== Segment start ==
//! Prompt construction for bug analysis.

use std::fmt::Write;

use bugscope_core::defaults::{ANALYSIS_TARGET_WORDS, CONTEXT_MAX_FILES, NO_DIFF};
use bugscope_core::{Bug, ConsoleLevel};

/// System instruction shared by all LLM-backed providers.
pub fn system_instruction() -> String {
    format!(
        "You are a senior web engineer triaging bug reports submitted from a live site. \
         Identify the most likely root cause and, when the evidence supports it, propose a \
         minimal fix as a unified diff against one of the candidate source files. \
         Respond with a single JSON object with the keys \"analysis\" (markdown, at most \
         {words} words), \"diff\" (a unified diff, or the string \"{none}\" when no patch can \
         be proposed) and \"confidence\" (a number between 0 and 1).",
        words = ANALYSIS_TARGET_WORDS,
        none = NO_DIFF,
    )
}

/// Render the bug report and candidate paths as the user prompt.
pub fn build_prompt(bug: &Bug, context: &[String]) -> String {
    let mut prompt = String::new();

    let _ = writeln!(prompt, "# Bug report: {}", bug.title);
    let _ = writeln!(prompt, "Severity: {}", bug.severity);
    let _ = writeln!(prompt, "Page: {}", bug.url);
    let _ = writeln!(
        prompt,
        "Browser: {} ({}x{})",
        bug.user_agent, bug.viewport.width, bug.viewport.height
    );

    let _ = writeln!(prompt, "\n## Steps to reproduce\n{}", bug.steps.trim());
    let _ = writeln!(prompt, "\n## Expected\n{}", bug.expected.trim());
    let _ = writeln!(prompt, "\n## Actual\n{}", bug.actual.trim());

    if !bug.console_logs.is_empty() {
        let _ = writeln!(prompt, "\n## Console output");
        for entry in bug.console_logs.iter() {
            let level = match entry.level {
                ConsoleLevel::Log => "log",
                ConsoleLevel::Warn => "warn",
                ConsoleLevel::Error => "error",
            };
            let _ = writeln!(prompt, "- [{}] {}", level, entry.message);
        }
    }

    if !bug.network_errors.is_empty() {
        let _ = writeln!(prompt, "\n## Failed requests");
        for entry in bug.network_errors.iter() {
            let method = entry.method.as_deref().unwrap_or("GET");
            match entry.status {
                Some(status) => {
                    let _ = writeln!(prompt, "- {} {} -> {}", method, entry.url, status);
                }
                None => {
                    let _ = writeln!(prompt, "- {} {} -> no response", method, entry.url);
                }
            }
        }
    }

    if !context.is_empty() {
        let _ = writeln!(prompt, "\n## Candidate source files");
        for path in context.iter().take(CONTEXT_MAX_FILES) {
            let _ = writeln!(prompt, "- {}", path);
        }
    }

    prompt
}
//! Supported locales and the active-locale context.

use super::PreferenceStore;
use crate::config::{
    LocaleEntry,
    SiteSettings,
};

/// Normalize locale code for comparison (lowercase and replace `_` with `-`)
fn normalize_locale_code(code: &str) -> String {
    code.trim().to_lowercase().replace('_', "-")
}

/// Closed, ordered set of supported locales with their display names.
#[derive(Debug, Clone, PartialEq, Eq)]
pub struct LocaleRegistry {
    /// Supported locales in switcher order.
    locales: Vec<LocaleEntry>,
    /// Code used for unsupported input.
    default_locale: String,
}

impl LocaleRegistry {
    /// Creates a registry.
    ///
    /// If `default_locale` is not one of `locales`, the first entry becomes the default.
    #[must_use]
    pub fn new(locales: Vec<LocaleEntry>, default_locale: &str) -> Self {
        let default_locale = locales
            .iter()
            .find(|entry| entry.code == default_locale)
            .or_else(|| locales.first())
            .map_or_else(|| default_locale.to_string(), |entry| entry.code.clone());

        Self { locales, default_locale }
    }

    #[must_use]
    pub fn from_settings(settings: &SiteSettings) -> Self {
        Self::new(settings.locales.clone(), &settings.default_locale)
    }

    #[must_use]
    pub fn default_locale(&self) -> &str {
        &self.default_locale
    }

    /// The supported locale whose code is exactly `code`.
    ///
    /// Runtime locale input is matched this way; `en_us` is not `en-US`.
    #[must_use]
    pub fn get(&self, code: &str) -> Option<&str> {
        self.locales.iter().find(|entry| entry.code == code).map(|entry| entry.code.as_str())
    }

    /// Maps a dictionary file name onto the canonical code of a supported locale.
    ///
    /// Matching ignores case and treats `_` and `-` alike (`en_gb.json` → `en-GB`).
    #[must_use]
    pub fn normalize(&self, code: &str) -> Option<&str> {
        let normalized = normalize_locale_code(code);
        self.locales
            .iter()
            .find(|entry| normalize_locale_code(&entry.code) == normalized)
            .map(|entry| entry.code.as_str())
    }

    #[must_use]
    pub fn is_supported(&self, code: &str) -> bool {
        self.get(code).is_some()
    }

    #[must_use]
    pub fn display_name(&self, code: &str) -> Option<&str> {
        self.locales.iter().find(|entry| entry.code == code).map(|entry| entry.name.as_str())
    }

    /// Locales in switcher order.
    pub fn iter(&self) -> impl Iterator<Item = &LocaleEntry> {
        self.locales.iter()
    }

    pub fn codes(&self) -> impl Iterator<Item = &str> {
        self.locales.iter().map(|entry| entry.code.as_str())
    }
}

impl Default for LocaleRegistry {
    fn default() -> Self {
        Self::from_settings(&SiteSettings::default())
    }
}

/// The active locale of one session or build step.
///
/// Passed explicitly to whatever renders strings; there is no ambient locale.
#[derive(Debug, Clone, PartialEq, Eq)]
pub struct LocaleContext {
    /// Always a supported code.
    active: String,
}

impl LocaleContext {
    /// Starts a context on `locale`, or on the default locale when it is unsupported.
    #[must_use]
    pub fn new(registry: &LocaleRegistry, locale: &str) -> Self {
        let active = registry.get(locale).unwrap_or_else(|| registry.default_locale());
        Self { active: active.to_string() }
    }

    /// Picks the starting locale for a new session.
    ///
    /// # Priority
    /// 1. `explicit` (the locale chosen by navigation)
    /// 2. the stored preference
    /// 3. the default locale
    ///
    /// Unsupported candidates are skipped.
    #[must_use]
    pub fn negotiate(
        registry: &LocaleRegistry,
        explicit: Option<&str>,
        store: &dyn PreferenceStore,
    ) -> Self {
        if let Some(code) = explicit.and_then(|code| registry.get(code)) {
            return Self { active: code.to_string() };
        }

        if let Some(stored) = store.load()
            && let Some(code) = registry.get(&stored)
        {
            tracing::debug!(locale = code, "Using stored locale preference");
            return Self { active: code.to_string() };
        }

        Self { active: registry.default_locale().to_string() }
    }

    #[must_use]
    pub fn active(&self) -> &str {
        &self.active
    }

    /// Switches the active locale and persists it as the new preference.
    ///
    /// Returns `true` when the active locale changed. Unsupported codes are
    /// ignored. A failed write is logged and does not undo the switch.
    pub fn set_locale(
        &mut self,
        registry: &LocaleRegistry,
        new_locale: &str,
        store: &dyn PreferenceStore,
    ) -> bool {
        let Some(code) = registry.get(new_locale) else {
            tracing::warn!("Ignoring unsupported locale: {}", new_locale);
            return false;
        };

        if code == self.active {
            return false;
        }

        self.active = code.to_string();

        if let Err(e) = store.save(code) {
            tracing::error!("Failed to save locale preference: {}", e);
        }

        true
    }
}

#[cfg(test)]
#[allow(clippy::unwrap_used)]
mod tests {
    use std::sync::Mutex;

    use googletest::prelude::*;
    use rstest::*;

    use super::*;
    use crate::i18n::PreferenceError;

    /// In-memory store that records every save.
    #[derive(Default)]
    struct MemoryStore {
        stored: Mutex<Option<String>>,
        saves: Mutex<Vec<String>>,
        fail: bool,
    }

    impl MemoryStore {
        fn with(locale: &str) -> Self {
            Self { stored: Mutex::new(Some(locale.to_string())), ..Self::default() }
        }

        fn failing() -> Self {
            Self { fail: true, ..Self::default() }
        }

        fn saves(&self) -> Vec<String> {
            self.saves.lock().unwrap().clone()
        }
    }

    impl PreferenceStore for MemoryStore {
        fn load(&self) -> Option<String> {
            self.stored.lock().unwrap().clone()
        }

        fn save(&self, locale: &str) -> std::result::Result<(), PreferenceError> {
            self.saves.lock().unwrap().push(locale.to_string());
            if self.fail {
                return Err(PreferenceError::Io(std::io::Error::other("storage disabled")));
            }
            *self.stored.lock().unwrap() = Some(locale.to_string());
            Ok(())
        }
    }

    #[fixture]
    fn registry() -> LocaleRegistry {
        LocaleRegistry::default()
    }

    #[rstest]
    #[case::exact("en-US", Some("en-US"))]
    #[case::lowercase("en-us", Some("en-US"))]
    #[case::underscore("en_ZA", Some("en-ZA"))]
    #[case::short("es", Some("es"))]
    #[case::unsupported("fr", None)]
    #[case::prefix_only("en", None)]
    fn normalize_cases(
        registry: LocaleRegistry,
        #[case] code: &str,
        #[case] expected: Option<&str>,
    ) {
        assert_eq!(registry.normalize(code), expected);
    }

    #[rstest]
    #[case::exact("en-US", Some("en-US"))]
    #[case::lowercase("en-us", None)]
    #[case::underscore("en_US", None)]
    #[case::unsupported("fr", None)]
    fn get_matches_exact_codes_only(
        registry: LocaleRegistry,
        #[case] code: &str,
        #[case] expected: Option<&str>,
    ) {
        assert_eq!(registry.get(code), expected);
        assert_eq!(registry.is_supported(code), expected.is_some());
    }

    #[rstest]
    fn registry_lists_locales_in_order(registry: LocaleRegistry) {
        assert_that!(
            registry.codes().collect::<Vec<_>>(),
            elements_are![eq(&"en-GB"), eq(&"en-US"), eq(&"en-ZA"), eq(&"es")]
        );
        assert_that!(registry.display_name("es"), some(eq("Español")));
        assert_that!(registry.display_name("fr"), none());
        assert_that!(registry.default_locale(), eq("en-GB"));
    }

    #[rstest]
    fn registry_falls_back_to_first_locale_for_unknown_default() {
        let registry = LocaleRegistry::new(
            vec![LocaleEntry::new("es", "Español"), LocaleEntry::new("en-GB", "English (UK)")],
            "fr",
        );

        assert_that!(registry.default_locale(), eq("es"));
    }

    #[rstest]
    fn new_context_uses_default_for_unsupported(registry: LocaleRegistry) {
        assert_that!(LocaleContext::new(&registry, "de").active(), eq("en-GB"));
        assert_that!(LocaleContext::new(&registry, "ES").active(), eq("en-GB"));
        assert_that!(LocaleContext::new(&registry, "es").active(), eq("es"));
    }

    #[rstest]
    #[case::explicit_wins(Some("en-US"), Some("es"), "en-US")]
    #[case::stored_when_no_explicit(None, Some("es"), "es")]
    #[case::near_miss_explicit_skipped(Some("en_us"), None, "en-GB")]
    #[case::stored_when_explicit_unsupported(Some("fr"), Some("en-ZA"), "en-ZA")]
    #[case::default_when_stored_unsupported(None, Some("fr"), "en-GB")]
    #[case::default_when_nothing(None, None, "en-GB")]
    fn negotiate_cases(
        registry: LocaleRegistry,
        #[case] explicit: Option<&str>,
        #[case] stored: Option<&str>,
        #[case] expected: &str,
    ) {
        let store = stored.map_or_else(MemoryStore::default, MemoryStore::with);

        let context = LocaleContext::negotiate(&registry, explicit, &store);

        assert_that!(context.active(), eq(expected));
    }

    #[rstest]
    fn set_locale_switches_and_persists(registry: LocaleRegistry) {
        let store = MemoryStore::default();
        let mut context = LocaleContext::new(&registry, "en-GB");

        let changed = context.set_locale(&registry, "es", &store);

        assert_that!(changed, eq(true));
        assert_that!(context.active(), eq("es"));
        assert_that!(store.saves(), elements_are![eq("es")]);
    }

    #[rstest]
    fn set_locale_same_locale_is_noop(registry: LocaleRegistry) {
        let store = MemoryStore::default();
        let mut context = LocaleContext::new(&registry, "es");

        assert_that!(context.set_locale(&registry, "es", &store), eq(false));
        assert_that!(store.saves(), is_empty());
    }

    #[rstest]
    fn set_locale_unsupported_is_ignored(registry: LocaleRegistry) {
        let store = MemoryStore::default();
        let mut context = LocaleContext::new(&registry, "en-GB");

        assert_that!(context.set_locale(&registry, "fr", &store), eq(false));
        assert_that!(context.set_locale(&registry, "EN-us", &store), eq(false));
        assert_that!(context.active(), eq("en-GB"));
        assert_that!(store.saves(), is_empty());
    }

    #[rstest]
    fn set_locale_survives_failed_write(registry: LocaleRegistry) {
        let store = MemoryStore::failing();
        let mut context = LocaleContext::new(&registry, "en-GB");

        assert_that!(context.set_locale(&registry, "en-US", &store), eq(true));
        assert_that!(context.active(), eq("en-US"));
        assert_that!(store.load(), none());
    }
}
//! Persistence of the visitor's locale preference.

use std::path::{
    Path,
    PathBuf,
};

use serde_json::{
    Map,
    Value,
};

use super::PreferenceError;

/// Fixed key the active locale code is stored under.
pub const PREFERENCE_KEY: &str = "locale";

/// Durable storage for the preferred locale.
///
/// The stored value is only a hint: it is read back when a new session starts
/// and is overridden by any locale present in the navigation context.
pub trait PreferenceStore {
    /// Returns the stored locale code, if one is available.
    fn load(&self) -> Option<String>;

    /// Stores `locale` as the preferred locale.
    ///
    /// # Errors
    /// Returns error if the preference cannot be written.
    fn save(&self, locale: &str) -> Result<(), PreferenceError>;
}

/// Stores the preference as `{"locale": "<code>"}` in a JSON file.
///
/// Other keys already present in the file are preserved.
#[derive(Debug, Clone, PartialEq, Eq)]
pub struct FilePreferenceStore {
    /// JSON file holding the preference object.
    path: PathBuf,
}

impl FilePreferenceStore {
    #[must_use]
    pub fn new(path: impl Into<PathBuf>) -> Self {
        Self { path: path.into() }
    }

    #[must_use]
    pub fn path(&self) -> &Path {
        &self.path
    }

    /// The stored JSON object, or `None` when missing or unreadable.
    fn read_object(&self) -> Option<Map<String, Value>> {
        let content = match std::fs::read_to_string(&self.path) {
            Ok(content) => content,
            Err(e) => {
                tracing::debug!("No locale preference at {:?}: {}", self.path, e);
                return None;
            }
        };

        match serde_json::from_str::<Value>(&content) {
            Ok(Value::Object(map)) => Some(map),
            Ok(_) => {
                tracing::debug!("Ignoring locale preference file {:?}: not an object", self.path);
                None
            }
            Err(e) => {
                tracing::debug!("Ignoring unreadable locale preference {:?}: {}", self.path, e);
                None
            }
        }
    }
}

impl PreferenceStore for FilePreferenceStore {
    fn load(&self) -> Option<String> {
        self.read_object()?.get(PREFERENCE_KEY)?.as_str().map(str::to_string)
    }

    fn save(&self, locale: &str) -> Result<(), PreferenceError> {
        let mut object = self.read_object().unwrap_or_default();
        object.insert(PREFERENCE_KEY.to_string(), Value::String(locale.to_string()));

        let content = serde_json::to_string_pretty(&Value::Object(object))?;
        std::fs::write(&self.path, content)?;
        tracing::debug!(path = %self.path.display(), locale, "Saved locale preference");

        Ok(())
    }
}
== Segment end ==
* _EXERCISE_: Respond with only the number of lines in the data that include the string "normalized".

* _ANSWER BOX_: 2